O ministro da Fazenda, Fernando Haddad, destacou que o avanço de projetos industriais desse porte depende diretamente da atuação do Estado como parceiro estratégico. Ele ressaltou que políticas de compras governamentais e o acesso a crédito de longo prazo são essenciais para viabilizar empreendimentos de alta complexidade tecnológica. Segundo o ministro, a articulação entre órgãos públicos, instituições financeiras e a iniciativa privada cria um ambiente favorável tanto para o mercado interno quanto para a expansão das exportações.
Nesse contexto, o Banco Nacional de Desenvolvimento Econômico e Social aprovou, no ano passado, um financiamento de R$ 650 milhões para a Bionovis. O recurso foi destinado à implantação de uma linha industrial pioneira voltada ao desenvolvimento e à fabricação de insumos e medicamentos biotecnológicos avançados na unidade de Valinhos.

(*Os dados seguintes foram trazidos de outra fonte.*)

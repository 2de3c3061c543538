use anyhow::Result;
use async_trait::async_trait;
use chrono::NaiveDate;
use url::Url;

use super::html::{normalize_ws, select, select_first, text_of, Selector};
use super::splash::SplashClient;
use super::{RecordSource, SourceKind};
use crate::config::AmazonConfig;
use crate::error::VerdictError;
use crate::record::Record;

const DATE_FORMAT: &str = "%d %B %Y";

/// Product reviews scraped from rendered Amazon review pages
pub struct AmazonSource {
  splash: SplashClient,
  config: AmazonConfig,
}

impl AmazonSource {
  pub fn new(splash: SplashClient, config: AmazonConfig) -> Self {
    Self { splash, config }
  }
}

#[async_trait]
impl RecordSource for AmazonSource {
  fn kind(&self) -> SourceKind {
    SourceKind::Amazon
  }

  async fn collect(&mut self) -> Result<Vec<Record>> {
    let mut records = Vec::new();

    for asin in &self.config.asins {
      for page in 1..=self.config.pages {
        let url = review_url(&self.config.domain, asin, page)?;
        bentley::info!("Getting page: {} for ASIN: {}", page, asin);

        let html = match self.splash.render(url.as_str(), false).await {
          Ok(html) => html,
          Err(e) => {
            bentley::warn!("Skipping page {} for ASIN {}: {:#}", page, asin, e);
            continue;
          }
        };

        for parsed in parse_reviews(&html, asin, &self.config.date_prefix) {
          match parsed {
            Ok(record) => records.push(record),
            Err(e) => bentley::warn!("Skipping review on page {} for ASIN {}: {}", page, asin, e),
          }
        }
        bentley::info!("Total reviews collected so far: {}", records.len());
      }
    }

    Ok(records)
  }
}

pub fn review_url(domain: &str, asin: &str, page: u32) -> crate::error::Result<Url> {
  let mut url = Url::parse(&format!("https://{domain}/product-reviews/{asin}/ref=cm_cr_arp_d_viewopt_srt"))
    .map_err(|e| VerdictError::config(format!("invalid review url for domain '{domain}': {e}")))?;
  url
    .query_pairs_mut()
    .append_pair("ie", "UTF8")
    .append_pair("reviewerType", "all_reviews")
    .append_pair("pageNumber", &page.to_string())
    .append_pair("sortBy", "recent");
  Ok(url)
}

/// One result per review block on the page; a block with a missing or
/// malformed field yields an error without affecting the others.
pub fn parse_reviews(html: &str, asin: &str, date_prefix: &str) -> Vec<crate::error::Result<Record>> {
  let name = product_name(html);

  select(html, &Selector::hook("div", "review"))
    .into_iter()
    .map(|block| parse_review(block, asin, name.as_deref(), date_prefix))
    .collect()
}

pub fn product_name(html: &str) -> Option<String> {
  let link = select_first(html, &Selector::hook("a", "product-link"))?;
  let name = normalize_ws(text_of(link).split('|').next().unwrap_or_default());
  (!name.is_empty()).then_some(name)
}

pub fn parse_review_date(text: &str, prefix: &str) -> crate::error::Result<NaiveDate> {
  let trimmed = text.trim();
  let date = trimmed.strip_prefix(prefix.trim_end()).unwrap_or(trimmed).trim();
  NaiveDate::parse_from_str(date, DATE_FORMAT)
    .map_err(|e| VerdictError::extraction("review-date", format!("'{date}': {e}")))
}

pub fn parse_star_rating(text: &str) -> crate::error::Result<f32> {
  let value = text.replace("out of 5 stars", "");
  let value = value.trim();
  value
    .parse::<f32>()
    .map_err(|e| VerdictError::extraction("review-star-rating", format!("'{value}': {e}")))
}

fn parse_review(block: &str, asin: &str, name: Option<&str>, date_prefix: &str) -> crate::error::Result<Record> {
  let field = |tag: &str, hook: &'static str| {
    select_first(block, &Selector::hook(tag, hook))
      .map(text_of)
      .ok_or_else(|| VerdictError::extraction(hook, "element missing"))
  };

  let date = parse_review_date(&field("span", "review-date")?, date_prefix)?;
  let name = name.ok_or_else(|| VerdictError::extraction("product-link", "element missing"))?;
  let body = field("span", "review-body")?;
  let rating = parse_star_rating(&field("i", "review-star-rating")?)?;

  Ok(Record::new(asin, name, body).with_date(date).with_rating(rating))
}

#[cfg(test)]
mod tests {
  use super::*;

  const PAGE: &str = r#"
    <html><body>
      <a data-hook="product-link" href="/dp/B0CW5YZ6VV">Aquaguard Aura RO+UV Water Purifier | 7L Storage | Black</a>
      <div id="cm_cr-review_list">
        <div data-hook="review" id="R1">
          <i data-hook="review-star-rating" class="a-icon"><span class="a-icon-alt">5.0 out of 5 stars</span></i>
          <span data-hook="review-date">Reviewed in India on 7 March 2024</span>
          <span data-hook="review-body"><span>Great product!! 😀<br>Works well.</span></span>
        </div>
        <div data-hook="review" id="R2">
          <i data-hook="review-star-rating"><span>2.0 out of 5 stars</span></i>
          <span data-hook="review-date">Reviewed in India on 31 February 2024</span>
          <span data-hook="review-body"><span>Leaks</span></span>
        </div>
        <div data-hook="review" id="R3">
          <span data-hook="review-date">Reviewed in India on 1 January 2023</span>
          <span data-hook="review-body"><span>No rating here</span></span>
        </div>
      </div>
    </body></html>
  "#;

  #[test]
  fn test_review_url() {
    let url = review_url("www.amazon.co.in", "B0CW5YZ6VV", 2).unwrap();
    assert_eq!(
      url.as_str(),
      "https://www.amazon.co.in/product-reviews/B0CW5YZ6VV/ref=cm_cr_arp_d_viewopt_srt?ie=UTF8&reviewerType=all_reviews&pageNumber=2&sortBy=recent"
    );
  }

  #[test]
  fn test_parse_reviews_keeps_good_blocks() {
    let parsed = parse_reviews(PAGE, "B0CW5YZ6VV", "Reviewed in India on ");
    assert_eq!(parsed.len(), 3);

    let record = parsed[0].as_ref().unwrap();
    assert_eq!(record.source_id, "B0CW5YZ6VV");
    assert_eq!(record.name, "Aquaguard Aura RO+UV Water Purifier");
    assert_eq!(record.formatted_date().as_deref(), Some("07-03-2024"));
    assert_eq!(record.rating, Some(5.0));
    assert_eq!(record.raw_text(), "Great product!! 😀\nWorks well.");

    assert!(matches!(parsed[1], Err(VerdictError::Extraction { ref field, .. }) if field == "review-date"));
    assert!(matches!(parsed[2], Err(VerdictError::Extraction { ref field, .. }) if field == "review-star-rating"));
  }

  #[test]
  fn test_missing_product_link_fails_each_review() {
    let html = r#"<div data-hook="review">
      <span data-hook="review-date">Reviewed in India on 7 March 2024</span>
      <span data-hook="review-body">ok</span>
      <i data-hook="review-star-rating">4.0 out of 5 stars</i>
    </div>"#;

    let parsed = parse_reviews(html, "B096NTB9XT", "Reviewed in India on ");
    assert!(matches!(parsed[0], Err(VerdictError::Extraction { ref field, .. }) if field == "product-link"));
  }

  #[test]
  fn test_parse_review_date_with_other_locale() {
    let date = parse_review_date("Reviewed in the United States on 12 January 2024", "Reviewed in the United States on ");
    assert_eq!(date.unwrap(), NaiveDate::from_ymd_opt(2024, 1, 12).unwrap());
  }

  #[test]
  fn test_parse_star_rating() {
    assert_eq!(parse_star_rating("4.0 out of 5 stars").unwrap(), 4.0);
    assert!(parse_star_rating("five stars").is_err());
  }
}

A nova estrutura permitirá a produção nacional de insumos que, até recentemente, eram importados exclusivamente de países como China, Estados Unidos, Índia e Coreia do Sul. A iniciativa representa um passo importante para a autonomia tecnológica do Brasil na área da saúde, reduzindo a vulnerabilidade do país a crises internacionais de abastecimento e fortalecendo a indústria farmacêutica nacional.
A visita presidencial reforça, assim, o compromisso do governo federal com a consolidação de uma política industrial voltada à inovação, à geração de empregos qualificados e à garantia do acesso da população a medicamentos essenciais, especialmente por meio do SUS.